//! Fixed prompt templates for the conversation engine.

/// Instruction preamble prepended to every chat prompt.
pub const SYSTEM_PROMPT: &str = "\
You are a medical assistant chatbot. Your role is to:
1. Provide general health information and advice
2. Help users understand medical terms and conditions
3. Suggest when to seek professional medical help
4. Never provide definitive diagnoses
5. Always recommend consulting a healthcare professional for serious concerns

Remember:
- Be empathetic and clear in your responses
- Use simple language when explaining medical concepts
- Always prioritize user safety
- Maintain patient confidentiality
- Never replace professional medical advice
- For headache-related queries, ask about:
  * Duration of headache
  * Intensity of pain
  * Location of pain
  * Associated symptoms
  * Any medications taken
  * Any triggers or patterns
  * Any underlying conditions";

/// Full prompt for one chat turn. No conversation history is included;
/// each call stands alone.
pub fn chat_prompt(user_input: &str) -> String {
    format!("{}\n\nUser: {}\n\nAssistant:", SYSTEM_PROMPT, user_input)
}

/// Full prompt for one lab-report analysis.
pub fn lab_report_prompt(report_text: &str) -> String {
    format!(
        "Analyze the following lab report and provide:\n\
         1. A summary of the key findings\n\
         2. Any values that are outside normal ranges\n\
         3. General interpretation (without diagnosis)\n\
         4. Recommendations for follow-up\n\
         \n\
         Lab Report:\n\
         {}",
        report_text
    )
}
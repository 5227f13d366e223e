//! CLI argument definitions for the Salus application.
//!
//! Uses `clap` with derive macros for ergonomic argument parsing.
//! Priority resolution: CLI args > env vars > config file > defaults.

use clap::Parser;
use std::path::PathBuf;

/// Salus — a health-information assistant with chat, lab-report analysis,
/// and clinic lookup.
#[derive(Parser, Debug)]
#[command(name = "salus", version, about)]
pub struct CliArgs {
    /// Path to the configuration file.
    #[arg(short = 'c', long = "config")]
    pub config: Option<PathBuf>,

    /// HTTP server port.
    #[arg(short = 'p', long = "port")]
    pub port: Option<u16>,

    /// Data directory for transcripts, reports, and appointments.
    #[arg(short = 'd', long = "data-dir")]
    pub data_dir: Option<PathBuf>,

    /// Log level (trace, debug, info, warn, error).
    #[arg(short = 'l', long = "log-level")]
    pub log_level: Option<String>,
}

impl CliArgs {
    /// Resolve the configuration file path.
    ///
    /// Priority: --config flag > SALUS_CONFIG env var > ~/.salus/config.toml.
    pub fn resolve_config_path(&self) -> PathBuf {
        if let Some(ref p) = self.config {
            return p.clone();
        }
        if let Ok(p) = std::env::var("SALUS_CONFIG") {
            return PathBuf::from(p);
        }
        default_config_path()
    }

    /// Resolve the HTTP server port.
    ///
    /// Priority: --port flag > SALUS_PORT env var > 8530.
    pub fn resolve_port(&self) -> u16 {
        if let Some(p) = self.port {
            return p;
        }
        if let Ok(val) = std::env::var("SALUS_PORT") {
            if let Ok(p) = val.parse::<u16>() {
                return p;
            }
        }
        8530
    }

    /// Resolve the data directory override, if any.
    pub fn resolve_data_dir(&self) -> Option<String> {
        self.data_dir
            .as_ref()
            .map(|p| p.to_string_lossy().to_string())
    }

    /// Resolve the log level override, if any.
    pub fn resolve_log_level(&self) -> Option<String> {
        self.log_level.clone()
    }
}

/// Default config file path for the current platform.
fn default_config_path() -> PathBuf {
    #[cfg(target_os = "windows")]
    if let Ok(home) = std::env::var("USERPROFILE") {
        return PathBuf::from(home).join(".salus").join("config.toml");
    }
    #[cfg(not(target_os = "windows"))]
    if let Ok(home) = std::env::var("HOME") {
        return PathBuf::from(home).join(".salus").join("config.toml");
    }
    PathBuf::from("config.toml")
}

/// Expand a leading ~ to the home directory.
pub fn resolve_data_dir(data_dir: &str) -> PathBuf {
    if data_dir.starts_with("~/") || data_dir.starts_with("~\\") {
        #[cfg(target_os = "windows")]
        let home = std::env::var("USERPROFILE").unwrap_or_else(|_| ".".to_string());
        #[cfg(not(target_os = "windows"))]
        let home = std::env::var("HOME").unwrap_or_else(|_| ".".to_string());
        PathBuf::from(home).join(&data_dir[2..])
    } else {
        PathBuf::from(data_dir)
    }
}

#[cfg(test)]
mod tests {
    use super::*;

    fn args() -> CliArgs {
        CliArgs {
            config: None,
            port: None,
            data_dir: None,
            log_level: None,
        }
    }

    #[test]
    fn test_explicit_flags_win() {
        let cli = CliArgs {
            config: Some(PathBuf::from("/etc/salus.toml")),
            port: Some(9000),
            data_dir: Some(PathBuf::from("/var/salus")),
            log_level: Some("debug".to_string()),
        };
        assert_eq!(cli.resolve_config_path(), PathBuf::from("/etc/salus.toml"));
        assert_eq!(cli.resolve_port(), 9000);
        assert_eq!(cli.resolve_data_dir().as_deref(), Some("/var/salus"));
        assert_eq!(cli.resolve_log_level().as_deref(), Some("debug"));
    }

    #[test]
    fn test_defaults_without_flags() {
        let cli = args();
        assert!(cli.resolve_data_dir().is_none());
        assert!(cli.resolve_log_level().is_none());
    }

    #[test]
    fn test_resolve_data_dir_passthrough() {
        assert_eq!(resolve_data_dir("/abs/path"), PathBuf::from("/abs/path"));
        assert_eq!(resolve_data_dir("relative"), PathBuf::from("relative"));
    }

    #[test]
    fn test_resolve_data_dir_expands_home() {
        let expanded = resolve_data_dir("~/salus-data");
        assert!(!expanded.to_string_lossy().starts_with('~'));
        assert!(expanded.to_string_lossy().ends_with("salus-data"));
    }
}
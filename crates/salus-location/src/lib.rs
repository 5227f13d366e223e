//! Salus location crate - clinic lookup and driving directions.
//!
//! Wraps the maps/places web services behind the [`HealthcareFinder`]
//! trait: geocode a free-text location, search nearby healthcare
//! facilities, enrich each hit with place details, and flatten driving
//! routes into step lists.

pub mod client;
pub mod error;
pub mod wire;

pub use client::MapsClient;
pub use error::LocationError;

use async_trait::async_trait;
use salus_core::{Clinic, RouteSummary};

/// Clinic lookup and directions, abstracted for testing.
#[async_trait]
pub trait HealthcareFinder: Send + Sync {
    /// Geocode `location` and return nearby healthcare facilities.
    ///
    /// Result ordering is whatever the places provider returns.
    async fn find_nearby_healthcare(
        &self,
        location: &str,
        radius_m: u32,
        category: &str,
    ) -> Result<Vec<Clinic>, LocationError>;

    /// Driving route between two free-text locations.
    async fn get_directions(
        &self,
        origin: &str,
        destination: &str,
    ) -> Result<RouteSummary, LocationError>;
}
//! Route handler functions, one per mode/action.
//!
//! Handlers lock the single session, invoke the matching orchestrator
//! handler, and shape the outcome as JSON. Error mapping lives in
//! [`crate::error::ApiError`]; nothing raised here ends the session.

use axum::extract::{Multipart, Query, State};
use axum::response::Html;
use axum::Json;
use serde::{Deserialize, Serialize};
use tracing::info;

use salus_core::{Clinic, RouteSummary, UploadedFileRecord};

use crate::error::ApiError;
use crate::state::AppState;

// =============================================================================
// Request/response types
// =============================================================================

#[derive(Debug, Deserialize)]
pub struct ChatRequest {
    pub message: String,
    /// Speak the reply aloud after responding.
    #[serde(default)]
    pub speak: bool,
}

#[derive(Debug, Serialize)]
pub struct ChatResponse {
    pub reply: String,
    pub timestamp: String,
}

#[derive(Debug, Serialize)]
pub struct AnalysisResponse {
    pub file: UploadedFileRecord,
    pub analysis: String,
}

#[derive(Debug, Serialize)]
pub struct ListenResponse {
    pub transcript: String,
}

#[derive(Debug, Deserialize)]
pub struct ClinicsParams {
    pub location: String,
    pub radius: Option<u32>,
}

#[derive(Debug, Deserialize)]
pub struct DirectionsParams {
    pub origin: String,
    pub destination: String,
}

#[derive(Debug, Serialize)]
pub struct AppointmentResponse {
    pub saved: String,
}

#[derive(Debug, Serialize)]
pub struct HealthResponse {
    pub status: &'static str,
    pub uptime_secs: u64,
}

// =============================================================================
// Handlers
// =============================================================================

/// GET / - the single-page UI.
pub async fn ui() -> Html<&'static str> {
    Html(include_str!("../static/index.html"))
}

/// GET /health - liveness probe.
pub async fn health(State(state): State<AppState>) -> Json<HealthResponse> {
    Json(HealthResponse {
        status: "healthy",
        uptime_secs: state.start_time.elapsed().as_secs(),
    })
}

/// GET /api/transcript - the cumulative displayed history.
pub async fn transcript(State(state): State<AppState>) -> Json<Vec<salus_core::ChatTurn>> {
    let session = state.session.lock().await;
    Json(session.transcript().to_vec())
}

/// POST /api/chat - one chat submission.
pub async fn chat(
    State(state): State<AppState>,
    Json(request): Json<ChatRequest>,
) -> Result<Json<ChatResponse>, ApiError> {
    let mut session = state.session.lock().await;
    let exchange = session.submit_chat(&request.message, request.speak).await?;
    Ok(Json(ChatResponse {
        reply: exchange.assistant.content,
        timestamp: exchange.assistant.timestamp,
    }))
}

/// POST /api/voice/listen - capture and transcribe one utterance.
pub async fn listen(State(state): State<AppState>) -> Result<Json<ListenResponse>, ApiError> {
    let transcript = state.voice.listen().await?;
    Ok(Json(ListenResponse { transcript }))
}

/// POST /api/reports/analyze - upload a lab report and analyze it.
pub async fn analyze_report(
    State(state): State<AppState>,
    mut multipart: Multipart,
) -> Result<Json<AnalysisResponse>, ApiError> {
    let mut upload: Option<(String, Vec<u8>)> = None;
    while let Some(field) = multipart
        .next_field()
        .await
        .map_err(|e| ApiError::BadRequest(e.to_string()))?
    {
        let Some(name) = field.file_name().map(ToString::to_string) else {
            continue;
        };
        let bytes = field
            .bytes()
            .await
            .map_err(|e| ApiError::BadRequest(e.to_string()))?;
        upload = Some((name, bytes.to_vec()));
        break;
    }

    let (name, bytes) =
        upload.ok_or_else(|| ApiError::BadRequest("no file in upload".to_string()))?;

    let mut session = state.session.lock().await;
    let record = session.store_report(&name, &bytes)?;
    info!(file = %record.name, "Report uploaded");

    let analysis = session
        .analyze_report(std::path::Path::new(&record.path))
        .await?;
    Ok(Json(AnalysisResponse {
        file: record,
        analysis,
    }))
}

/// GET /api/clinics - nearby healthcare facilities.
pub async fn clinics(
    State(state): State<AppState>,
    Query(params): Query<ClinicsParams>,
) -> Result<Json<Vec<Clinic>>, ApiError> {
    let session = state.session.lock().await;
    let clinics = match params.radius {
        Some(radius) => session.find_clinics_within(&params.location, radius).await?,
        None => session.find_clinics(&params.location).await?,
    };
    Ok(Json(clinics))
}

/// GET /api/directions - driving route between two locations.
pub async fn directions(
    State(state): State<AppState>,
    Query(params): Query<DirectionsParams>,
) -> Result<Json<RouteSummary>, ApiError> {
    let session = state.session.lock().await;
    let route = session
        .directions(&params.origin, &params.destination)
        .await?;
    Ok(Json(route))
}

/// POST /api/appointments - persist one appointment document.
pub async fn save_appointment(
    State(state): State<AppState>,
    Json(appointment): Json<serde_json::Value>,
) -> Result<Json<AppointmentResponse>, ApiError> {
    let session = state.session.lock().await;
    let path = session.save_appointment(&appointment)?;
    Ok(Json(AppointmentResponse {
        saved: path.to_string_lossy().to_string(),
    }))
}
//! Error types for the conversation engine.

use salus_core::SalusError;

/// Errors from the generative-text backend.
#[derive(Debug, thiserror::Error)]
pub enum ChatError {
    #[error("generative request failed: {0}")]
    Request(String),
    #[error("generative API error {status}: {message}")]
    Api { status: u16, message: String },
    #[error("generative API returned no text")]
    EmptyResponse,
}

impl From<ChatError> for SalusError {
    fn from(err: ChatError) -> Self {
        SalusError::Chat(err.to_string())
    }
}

▬▬▬▬▬▬▬▬▬▬

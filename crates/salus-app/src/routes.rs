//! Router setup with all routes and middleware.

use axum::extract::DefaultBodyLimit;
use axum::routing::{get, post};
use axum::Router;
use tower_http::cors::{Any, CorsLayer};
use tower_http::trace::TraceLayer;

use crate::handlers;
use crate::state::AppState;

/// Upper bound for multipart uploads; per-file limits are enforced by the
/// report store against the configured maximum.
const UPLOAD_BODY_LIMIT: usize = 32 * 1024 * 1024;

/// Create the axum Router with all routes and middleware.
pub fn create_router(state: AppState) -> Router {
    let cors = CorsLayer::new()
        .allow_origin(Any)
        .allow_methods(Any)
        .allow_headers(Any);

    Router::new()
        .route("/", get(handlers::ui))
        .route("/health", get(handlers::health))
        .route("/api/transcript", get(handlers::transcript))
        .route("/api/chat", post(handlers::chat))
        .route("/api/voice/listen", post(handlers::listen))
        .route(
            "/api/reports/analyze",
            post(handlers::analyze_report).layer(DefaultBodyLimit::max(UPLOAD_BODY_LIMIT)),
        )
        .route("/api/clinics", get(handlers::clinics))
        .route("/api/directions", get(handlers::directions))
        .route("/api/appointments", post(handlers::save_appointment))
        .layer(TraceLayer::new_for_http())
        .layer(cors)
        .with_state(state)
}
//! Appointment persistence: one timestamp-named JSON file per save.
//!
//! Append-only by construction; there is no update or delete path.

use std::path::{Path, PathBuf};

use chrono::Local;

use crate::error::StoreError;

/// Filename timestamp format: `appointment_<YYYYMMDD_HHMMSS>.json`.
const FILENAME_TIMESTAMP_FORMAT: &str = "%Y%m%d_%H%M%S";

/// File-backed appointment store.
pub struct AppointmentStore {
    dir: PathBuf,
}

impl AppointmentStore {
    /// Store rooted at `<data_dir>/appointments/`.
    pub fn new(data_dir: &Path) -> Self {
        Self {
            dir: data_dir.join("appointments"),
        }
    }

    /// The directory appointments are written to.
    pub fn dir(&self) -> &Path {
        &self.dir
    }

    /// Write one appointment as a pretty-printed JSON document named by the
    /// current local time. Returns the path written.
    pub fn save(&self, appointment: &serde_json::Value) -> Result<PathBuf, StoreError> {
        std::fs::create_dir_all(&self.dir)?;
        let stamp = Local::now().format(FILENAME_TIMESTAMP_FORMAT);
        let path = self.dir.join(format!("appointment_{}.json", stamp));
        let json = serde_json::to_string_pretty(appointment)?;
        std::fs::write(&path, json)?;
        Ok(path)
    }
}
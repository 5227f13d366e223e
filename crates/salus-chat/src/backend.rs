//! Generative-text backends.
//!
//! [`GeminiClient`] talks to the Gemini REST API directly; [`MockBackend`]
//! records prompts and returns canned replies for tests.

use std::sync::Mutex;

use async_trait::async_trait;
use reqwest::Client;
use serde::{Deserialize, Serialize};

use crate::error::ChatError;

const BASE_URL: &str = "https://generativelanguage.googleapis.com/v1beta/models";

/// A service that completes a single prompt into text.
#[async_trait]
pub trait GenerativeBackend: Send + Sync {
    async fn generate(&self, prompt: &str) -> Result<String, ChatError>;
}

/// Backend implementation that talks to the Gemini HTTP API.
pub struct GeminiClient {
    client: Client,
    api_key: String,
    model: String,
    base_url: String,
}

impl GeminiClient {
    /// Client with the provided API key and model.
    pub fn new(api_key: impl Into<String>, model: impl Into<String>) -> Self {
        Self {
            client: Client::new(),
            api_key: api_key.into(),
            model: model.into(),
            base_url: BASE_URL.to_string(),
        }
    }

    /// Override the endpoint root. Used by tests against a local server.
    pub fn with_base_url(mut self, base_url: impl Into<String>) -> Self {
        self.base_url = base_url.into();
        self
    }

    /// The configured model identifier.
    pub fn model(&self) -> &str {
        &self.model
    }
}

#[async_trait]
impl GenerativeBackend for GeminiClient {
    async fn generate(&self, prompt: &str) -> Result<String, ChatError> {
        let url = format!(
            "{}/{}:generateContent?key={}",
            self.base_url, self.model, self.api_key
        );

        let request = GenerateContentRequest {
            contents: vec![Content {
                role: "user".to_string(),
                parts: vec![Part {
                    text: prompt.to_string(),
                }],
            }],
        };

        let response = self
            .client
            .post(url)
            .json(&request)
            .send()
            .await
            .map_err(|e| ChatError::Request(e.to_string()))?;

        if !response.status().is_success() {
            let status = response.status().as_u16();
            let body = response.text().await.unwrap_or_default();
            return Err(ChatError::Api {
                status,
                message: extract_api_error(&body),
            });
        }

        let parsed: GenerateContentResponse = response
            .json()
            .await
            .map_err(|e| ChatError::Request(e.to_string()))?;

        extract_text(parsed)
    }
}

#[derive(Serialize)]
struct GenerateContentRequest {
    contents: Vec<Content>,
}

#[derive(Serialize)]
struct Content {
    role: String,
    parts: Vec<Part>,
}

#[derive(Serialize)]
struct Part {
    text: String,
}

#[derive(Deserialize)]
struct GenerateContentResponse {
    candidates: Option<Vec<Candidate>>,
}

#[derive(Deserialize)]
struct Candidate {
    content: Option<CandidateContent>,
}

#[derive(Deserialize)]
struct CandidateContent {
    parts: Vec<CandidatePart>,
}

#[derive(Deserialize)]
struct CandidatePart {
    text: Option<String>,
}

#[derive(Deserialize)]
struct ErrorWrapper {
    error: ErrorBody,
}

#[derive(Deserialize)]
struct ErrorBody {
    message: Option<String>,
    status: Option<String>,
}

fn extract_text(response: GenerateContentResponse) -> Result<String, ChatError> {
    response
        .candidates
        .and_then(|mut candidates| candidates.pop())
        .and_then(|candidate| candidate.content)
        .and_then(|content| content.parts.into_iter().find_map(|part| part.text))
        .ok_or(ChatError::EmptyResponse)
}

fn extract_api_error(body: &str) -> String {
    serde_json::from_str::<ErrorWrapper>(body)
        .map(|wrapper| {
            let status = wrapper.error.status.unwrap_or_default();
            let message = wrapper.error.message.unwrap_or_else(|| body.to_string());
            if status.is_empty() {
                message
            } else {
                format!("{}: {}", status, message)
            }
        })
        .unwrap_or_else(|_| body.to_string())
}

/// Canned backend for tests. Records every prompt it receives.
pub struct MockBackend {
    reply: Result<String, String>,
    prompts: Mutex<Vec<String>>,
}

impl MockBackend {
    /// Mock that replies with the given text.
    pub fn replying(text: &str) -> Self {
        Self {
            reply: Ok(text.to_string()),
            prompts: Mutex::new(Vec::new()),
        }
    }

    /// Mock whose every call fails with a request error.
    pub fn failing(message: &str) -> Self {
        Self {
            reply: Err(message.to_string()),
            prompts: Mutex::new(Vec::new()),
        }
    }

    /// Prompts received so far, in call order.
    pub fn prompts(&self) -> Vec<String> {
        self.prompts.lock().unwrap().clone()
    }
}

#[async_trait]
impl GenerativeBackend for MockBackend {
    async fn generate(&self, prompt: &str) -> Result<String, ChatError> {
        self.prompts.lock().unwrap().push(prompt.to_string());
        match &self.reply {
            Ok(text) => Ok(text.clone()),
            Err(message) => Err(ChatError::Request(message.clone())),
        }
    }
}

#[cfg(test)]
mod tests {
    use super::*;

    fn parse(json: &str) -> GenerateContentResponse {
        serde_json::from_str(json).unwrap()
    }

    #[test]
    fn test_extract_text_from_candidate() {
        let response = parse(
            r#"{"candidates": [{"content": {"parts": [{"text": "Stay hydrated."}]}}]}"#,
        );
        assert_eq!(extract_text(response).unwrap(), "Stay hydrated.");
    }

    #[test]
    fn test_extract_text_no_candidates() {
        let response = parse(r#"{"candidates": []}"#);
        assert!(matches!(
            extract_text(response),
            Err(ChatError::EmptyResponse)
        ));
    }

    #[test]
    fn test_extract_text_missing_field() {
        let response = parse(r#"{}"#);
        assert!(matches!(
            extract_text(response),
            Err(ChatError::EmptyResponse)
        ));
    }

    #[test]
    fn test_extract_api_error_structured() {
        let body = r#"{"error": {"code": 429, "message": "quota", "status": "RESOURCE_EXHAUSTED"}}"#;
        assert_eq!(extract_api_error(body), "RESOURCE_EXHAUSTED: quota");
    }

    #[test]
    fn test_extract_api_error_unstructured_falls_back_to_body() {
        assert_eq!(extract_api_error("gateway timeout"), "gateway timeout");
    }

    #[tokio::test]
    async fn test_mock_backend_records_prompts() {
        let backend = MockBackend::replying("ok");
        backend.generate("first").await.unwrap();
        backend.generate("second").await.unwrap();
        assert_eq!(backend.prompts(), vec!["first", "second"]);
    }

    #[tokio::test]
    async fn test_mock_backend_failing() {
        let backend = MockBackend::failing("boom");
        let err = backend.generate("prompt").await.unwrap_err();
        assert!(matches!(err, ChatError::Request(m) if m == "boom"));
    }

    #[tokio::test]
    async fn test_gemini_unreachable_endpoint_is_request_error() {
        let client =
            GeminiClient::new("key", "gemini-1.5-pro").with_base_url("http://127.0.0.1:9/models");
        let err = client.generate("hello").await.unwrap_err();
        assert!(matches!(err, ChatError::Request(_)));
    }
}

▬▬▬▬▬▬▬▬▬▬

DESCRIPTION OF THE TASK — Retype, exactly and in full, the lines above from the one containing "templates for the conversation engine." through the one containing "- For headache-related".

OUTPUT BELOW —
//! Fixed prompt templates for the conversation engine.

/// Instruction preamble prepended to every chat prompt.
pub const SYSTEM_PROMPT: &str = "\
You are a medical assistant chatbot. Your role is to:
1. Provide general health information and advice
2. Help users understand medical terms and conditions
3. Suggest when to seek professional medical help
4. Never provide definitive diagnoses
5. Always recommend consulting a healthcare professional for serious concerns

Remember:
- Be empathetic and clear in your responses
- Use simple language when explaining medical concepts
- Always prioritize user safety
- Maintain patient confidentiality
- Never replace professional medical advice
- For headache-related queries, ask about:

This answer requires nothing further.